21. There have been attempts to pass legislation like this before and it failed. It was a bad idea then; it’s a bad idea now.
Yes and No. There have been two formal attempts to develop a uniform policy through legislation. The first was HB4150 filed in the 93rd General Assembly. In the end, that bill only satisfied a few special interest groups; it worked to obscure continuing failure (it created a policy to make a policy instead of creating a policy) but it did nothing specific for students with diabetes, which is why parents, advocates and the sponsors themselves abandoned it • It has yet proven possible to satisfy all interest groups and preserve the essential rights of the students with diabetes. Remaining opposition to this bill perceive it to be an infringement on professional prestige and job security, creating an odd and frankly unflattering juxtaposition of pitting grown-up interests against those of children with diabetes • As this debate wears on, it's important for legislators to recognize that the remaining questions and details of the debate lie on the margins, and while those corners are being dusted, and while we wait for leadership to emerge, students with diabetes continue to be forced out of classrooms, out of activities, and out of school. Now that's expensive.
Notes
[1] Regular and NPH insulin are both over-the-counter medications and can be purchased without a prescription. This is also true of insulin syringes.
[2] (225 ILCS 65/5-15) “This Act does not prohibit the following: . . .(c) The furnishing of nursing assistance in an emergency. (e) The incidental care of the sick by members of the family, domestic servants or housekeepers…(f) Persons from being employed as nursing aides, attendants, orderlies, and other auxiliary workers in private homes, long term care facilities, nurseries, hospitals or other institutions.”
[4] (105 ILCS 5/10-22.23). Sec. 10-22.23. School Nurse. To employ a registered professional nurse and define the duties of the school nurse within the guidelines of rules and regulations promulgated by the State Board of Education.

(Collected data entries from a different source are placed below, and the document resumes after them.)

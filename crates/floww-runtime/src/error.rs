//! Error types for runtime backend operations.

use thiserror::Error;

/// Result type for runtime operations.
pub type RuntimeResult<T> = Result<T, RuntimeError>;

/// Errors that can occur while provisioning or invoking an execution unit.
#[derive(Debug, Error)]
pub enum RuntimeError {
    /// No runtime is registered under the given ID.
    #[error("runtime '{0}' not found")]
    RuntimeNotFound(String),

    /// The container backend's Docker engine call failed.
    #[error("container engine error: {0}")]
    Container(#[from] bollard::errors::Error),

    /// An HTTP call to a function endpoint or container `/execute` failed.
    #[error("HTTP error: {0}")]
    Http(#[from] reqwest::Error),

    /// A container failed to report healthy within the bounded wait.
    #[error("runtime '{runtime_id}' did not become healthy within {timeout_secs}s")]
    NotReady {
        /// The runtime that failed to come up.
        runtime_id: String,
        /// How long we waited before giving up.
        timeout_secs: u64,
    },

    /// Invocation reached the backend but it reported a non-success status.
    #[error("runtime '{runtime_id}' invocation failed with status {status}")]
    InvocationFailed {
        /// The runtime invoked.
        runtime_id: String,
        /// The HTTP status the backend returned.
        status: u16,
    },

    /// The configured image reference could not be resolved to a digest.
    #[error("image hash '{0}' could not be resolved to a digest-pinned reference")]
    UnresolvedImage(String),

    /// (De)serialization of a runtime payload failed.
    #[error("serialization error: {0}")]
    Serialization(#[from] serde_json::Error),

    /// Catch-all for conditions not covered by a more specific variant.
    #[error("internal error: {0}")]
    Internal(String),
}
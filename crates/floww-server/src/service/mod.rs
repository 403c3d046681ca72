//! Application configuration, state, and the workflow invocation JWT.

mod config;
pub mod jwt;
pub mod state;

pub use config::{DispatchConfig, SchedulerStoreConfig, ServiceConfig};
pub use jwt::{WorkflowClaims, WorkflowJwt};
pub use state::ServiceState;
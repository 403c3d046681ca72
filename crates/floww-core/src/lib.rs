#![forbid(unsafe_code)]
#![cfg_attr(docsrs, feature(doc_cfg))]
#![doc = include_str!("../README.md")]

#[cfg(feature = "encryption")]
#[cfg_attr(docsrs, doc(cfg(feature = "encryption")))]
pub mod crypto;

pub mod error;
pub mod health;
pub mod owner;
pub mod quota;
pub mod timing;

#[doc(hidden)]
pub mod prelude;

pub use error::{BoxedError, Error, ErrorKind, Result};
pub use health::{ServiceHealth, ServiceStatus};
pub use owner::Owner;
pub use quota::{PermissiveQuotaCheck, QuotaCheck};
pub use timing::Timing;
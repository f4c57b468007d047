use std::path::{
    Path,
    PathBuf,
};

use serde::{
    Deserialize,
    Serialize,
};

use crate::{
    browse::DEFAULT_PAGE_SIZE,
    core::FluencyError,
    minigame::DEFAULT_TARGET,
    persistence::{
        load_json_or_default,
        save_json,
    },
    progress::ledger::{
        DEFAULT_CHART_DAYS,
        DEFAULT_VISIBLE_BARS,
    },
};

pub const SETTINGS_FILE: &str = "settings.json";

#[derive(Debug, Clone, PartialEq, Serialize, Deserialize)]
#[serde(default)]
pub struct Settings {
    pub catalog_path: PathBuf,
    pub page_size: usize,
    pub chart_days: u32,
    pub visible_bars: usize,
    pub minigame_target: String,
}

impl Default for Settings {
    fn default() -> Self {
        Self {
            catalog_path: PathBuf::from("jlpt_vocab.csv"),
            page_size: DEFAULT_PAGE_SIZE,
            chart_days: DEFAULT_CHART_DAYS,
            visible_bars: DEFAULT_VISIBLE_BARS,
            minigame_target: DEFAULT_TARGET.to_string(),
        }
    }
}

impl Settings {
    pub fn path_in(data_dir: &Path) -> PathBuf {
        data_dir.join(SETTINGS_FILE)
    }

    /// Missing or malformed settings fall back to defaults.
    pub fn load(data_dir: &Path) -> Self {
        load_json_or_default(&Self::path_in(data_dir))
    }

    pub fn save(&self, data_dir: &Path) -> Result<(), FluencyError> {
        save_json(self, &Self::path_in(data_dir))
    }

    /// Loads settings, writing the defaults out on first run so they can be edited.
    pub fn load_or_init(data_dir: &Path) -> Self {
        if Self::path_in(data_dir).exists() {
            return Self::load(data_dir);
        }
        let settings = Self::default();
        if let Err(e) = settings.save(data_dir) {
            log::warn!("Could not write default settings: {}", e);
        }
        settings
    }
}
pub mod browse;
pub mod bundle;
pub mod catalog;
pub mod core;
pub mod minigame;
pub mod persistence;
pub mod progress;
pub mod settings;
pub mod stats;
pub mod tracker;

pub use crate::core::{
    FamiliarityLevel,
    FluencyError,
    MinigameTier,
    WordRecord,
};
pub use bundle::{
    Bundle,
    ImportMode,
};
pub use progress::ProgressStore;
pub use tracker::Tracker;
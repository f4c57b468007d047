use std::{
    fs,
    path::PathBuf,
};

use anyhow::Context;
use clap::{
    Parser,
    Subcommand,
    ValueEnum,
};
use fluencyflow::{
    browse::WordFilter,
    bundle::{
        export_file_name,
        ImportMode,
    },
    core::{
        FamiliarityLevel,
        MinigameTier,
        SystemClock,
        WordRecord,
    },
    minigame::play_link,
    persistence::{
        get_app_data_dir,
        FileStorage,
    },
    settings::Settings,
    Tracker,
};

#[derive(Parser)]
#[command(name = "fluencyflow", about = "Vocabulary flashcard progress tracker", version)]
struct Cli {
    /// Directory holding progress data and settings
    #[arg(long, global = true)]
    data_dir: Option<PathBuf>,

    /// Word list CSV (defaults to the path in settings.json)
    #[arg(long, global = true)]
    catalog: Option<PathBuf>,

    #[command(subcommand)]
    command: Command,
}

#[derive(Clone, Copy, Debug, ValueEnum)]
enum LevelArg {
    Unknown,
    Explored,
    Known,
    WellKnown,
}

impl From<LevelArg> for FamiliarityLevel {
    fn from(level: LevelArg) -> Self {
        match level {
            LevelArg::Unknown => FamiliarityLevel::Unknown,
            LevelArg::Explored => FamiliarityLevel::Explored,
            LevelArg::Known => FamiliarityLevel::Known,
            LevelArg::WellKnown => FamiliarityLevel::WellKnown,
        }
    }
}

#[derive(Clone, Copy, Debug, ValueEnum)]
enum TierArg {
    Easy,
    Medium,
    Hard,
}

impl From<TierArg> for MinigameTier {
    fn from(tier: TierArg) -> Self {
        match tier {
            TierArg::Easy => MinigameTier::Easy,
            TierArg::Medium => MinigameTier::Medium,
            TierArg::Hard => MinigameTier::Hard,
        }
    }
}

#[derive(clap::Args, Clone, Debug, Default)]
struct FilterArgs {
    /// JLPT level, e.g. N5
    #[arg(long)]
    jlpt: Option<String>,
    /// Only words at this familiarity
    #[arg(long, value_enum)]
    familiarity: Option<LevelArg>,
    /// Only favorites
    #[arg(long)]
    favorites: bool,
}

impl FilterArgs {
    fn to_filter(&self) -> WordFilter {
        WordFilter {
            level: self.jlpt.clone(),
            familiarity: self.familiarity.map(Into::into),
            favorites_only: self.favorites,
        }
    }
}

#[derive(Subcommand)]
enum Command {
    /// List word cards
    List {
        #[command(flatten)]
        filter: FilterArgs,
        /// 1-based page number
        #[arg(long, default_value_t = 1)]
        page: usize,
    },

    /// Set a word's familiarity (key is "original|reading|translation")
    Set {
        key: String,
        #[arg(value_enum)]
        level: LevelArg,
    },

    /// Toggle a word as favorite
    Favorite { key: String },

    /// Record that a word was shown
    Expose { key: String },

    /// Record a minigame clear
    Minigame {
        key: String,
        #[arg(value_enum)]
        tier: TierArg,
    },

    /// Show progress statistics
    Stats,

    /// Show the daily points chart
    Chart {
        /// Scroll the chart by this many days (positive goes back in time)
        #[arg(long, allow_hyphen_values = true)]
        scroll: Option<i64>,
    },

    /// Write all progress to a JSON bundle
    Export {
        /// Output file (defaults to fluencyflow_progress_YYYYMMDD.json)
        #[arg(long)]
        out: Option<PathBuf>,
    },

    /// Load a JSON bundle
    Import {
        file: PathBuf,
        /// Overwrite local progress instead of merging
        #[arg(long)]
        replace: bool,
    },

    /// Erase all progress, stats and points
    Reset {
        /// Confirm the reset
        #[arg(long)]
        yes: bool,
    },

    /// Print the minigame link for the current filter
    PlayLink {
        #[command(flatten)]
        filter: FilterArgs,
    },
}

fn print_card(word: &WordRecord) {
    let favorite = if word.is_favorite { "★" } else { " " };
    println!(
        "{} {} [{}] {} ({}) - {} | {}",
        favorite,
        word.original,
        word.level,
        word.reading,
        word.romaji,
        word.translation,
        word.familiarity.label()
    );
}

// Export, import and the chart only touch the progress store
fn needs_catalog(command: &Command) -> bool {
    !matches!(
        command,
        Command::Export { .. }
            | Command::Import { .. }
            | Command::Reset { .. }
            | Command::PlayLink { .. }
            | Command::Chart { .. }
    )
}

fn main() -> anyhow::Result<()> {
    env_logger::init();

    let cli = Cli::parse();
    let data_dir = get_app_data_dir(cli.data_dir.as_deref());
    let settings = Settings::load_or_init(&data_dir);
    let storage = FileStorage::open(&data_dir)?;
    let mut tracker = Tracker::open(storage, Box::new(SystemClock))?;

    let catalog_path = cli.catalog.clone().unwrap_or_else(|| settings.catalog_path.clone());
    if needs_catalog(&cli.command) {
        tracker
            .load_catalog_file(&catalog_path)
            .with_context(|| format!("Could not load word list {}", catalog_path.display()))?;
    }

    match cli.command {
        Command::List { filter, page } => {
            let page = tracker.browse(&filter.to_filter(), page, settings.page_size);
            for word in &page.items {
                print_card(word);
            }
            println!("{} ({} words)", page.label(), page.total_items);
            if page.has_prev() {
                println!("Previous: --page {}", page.page - 1);
            }
            if page.has_next() {
                println!("Next: --page {}", page.page + 1);
            }
        }
        Command::Set { key, level } => match tracker.set_familiarity(&key, level.into())? {
            Some(change) => {
                println!("{}: {} -> {}", key, change.previous.label(), change.current.label());
                if change.points_awarded > 0 {
                    println!("+{} points", change.points_awarded);
                }
                println!("Progress Points Today: {}", tracker.today_points());
            }
            None => println!("No word with key {}", key),
        },
        Command::Favorite { key } => match tracker.toggle_favorite(&key)? {
            Some(true) => println!("Added {} to favorites", key),
            Some(false) => println!("Removed {} from favorites", key),
            None => println!("No word with key {}", key),
        },
        Command::Expose { key } => match tracker.mark_exposed(&key)? {
            Some(stamp) => println!("{} first seen {}", key, stamp),
            None => println!("No word with key {}", key),
        },
        Command::Minigame { key, tier } => match tracker.record_minigame(&key, tier.into())? {
            Some(best) => println!("{} best minigame tier: {}", key, best),
            None => println!("No word with key {}", key),
        },
        Command::Stats => {
            let stats = tracker.stats();
            println!("Total Progress");
            println!("{}", stats.summary());
            for (level, counts) in &stats.by_level {
                println!(
                    "{}: {} / {} ({:.1}%) well known {}, known {}, explored {}, unknown {}",
                    level,
                    counts.touched(),
                    counts.total,
                    counts.percent_touched(),
                    counts.well_known,
                    counts.known,
                    counts.explored,
                    counts.unknown
                );
            }
            println!("Favorites: {}", stats.favorites);
            println!("Progress Points Today: {}", stats.today_points);
        }
        Command::Chart { scroll } => {
            if let Some(delta) = scroll {
                tracker.scroll_chart(delta, settings.chart_days, settings.visible_bars)?;
            }
            print!("{}", tracker.render_chart(settings.chart_days, settings.visible_bars));
        }
        Command::Export { out } => {
            let path = out.unwrap_or_else(|| PathBuf::from(export_file_name(tracker.today())));
            fs::write(&path, tracker.export_bundle().to_json()?)?;
            println!("Exported progress to {}", path.display());
        }
        Command::Import { file, replace } => {
            let mode = if replace { ImportMode::Replace } else { ImportMode::Merge };
            let text = fs::read_to_string(&file)?;
            match tracker.import_text(&text, mode) {
                Ok(summary) => {
                    println!(
                        "Import complete ({}, {:?}). All progress and stats restored.",
                        summary.schema, summary.mode
                    );
                }
                Err(e) if e.is_import_error() => {
                    eprintln!("Could not import file. Please use a valid FluencyFlow export. ({})", e);
                    std::process::exit(1);
                }
                Err(e) => return Err(e.into()),
            }
        }
        Command::Reset { yes } => {
            if !yes {
                println!("Reset ALL progress, stats, and points? This cannot be undone. Re-run with --yes.");
                return Ok(());
            }
            tracker.reset()?;
            println!("Progress fully reset.");
        }
        Command::PlayLink { filter } => {
            println!("{}", play_link(&settings.minigame_target, &filter.to_filter()));
        }
    }

    Ok(())
}

#[cfg(test)]
mod tests {
    use super::*;

    #[test]
    fn test_store_only_commands_skip_the_word_list() {
        let import = Cli::parse_from(["fluencyflow", "import", "bundle.json", "--replace"]);
        assert!(!needs_catalog(&import.command));
        let export = Cli::parse_from(["fluencyflow", "export"]);
        assert!(!needs_catalog(&export.command));
        let chart = Cli::parse_from(["fluencyflow", "chart", "--scroll", "-3"]);
        assert!(!needs_catalog(&chart.command));

        let list = Cli::parse_from(["fluencyflow", "list", "--jlpt", "N5"]);
        assert!(needs_catalog(&list.command));
        let set = Cli::parse_from(["fluencyflow", "set", "猫|ねこ|cat", "known"]);
        assert!(needs_catalog(&set.command));
    }
}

Any school nurse first employed on or after July 1, 1976, whose duties require teaching or the exercise of instructional judgment or educational evaluation of pupils, must be certificated under Section 21-25 of this Act. School districts may employ non-certificated registered professional nurses to perform professional nursing services. (Source: P.A. 90-548, eff. 1-1-98.)
[5] There are Continuing Education (CE) course offerings for nurses in how to care for diabetes and other chronic illnesses but they are offered as “menu” options; they are not core requirements. Other courses can be used to satisfy the number of CE hours that are required. This is why it is possible for a school nurse to be "certificiated" yet not to have any recent or relevant training in the current standard of diabetes care.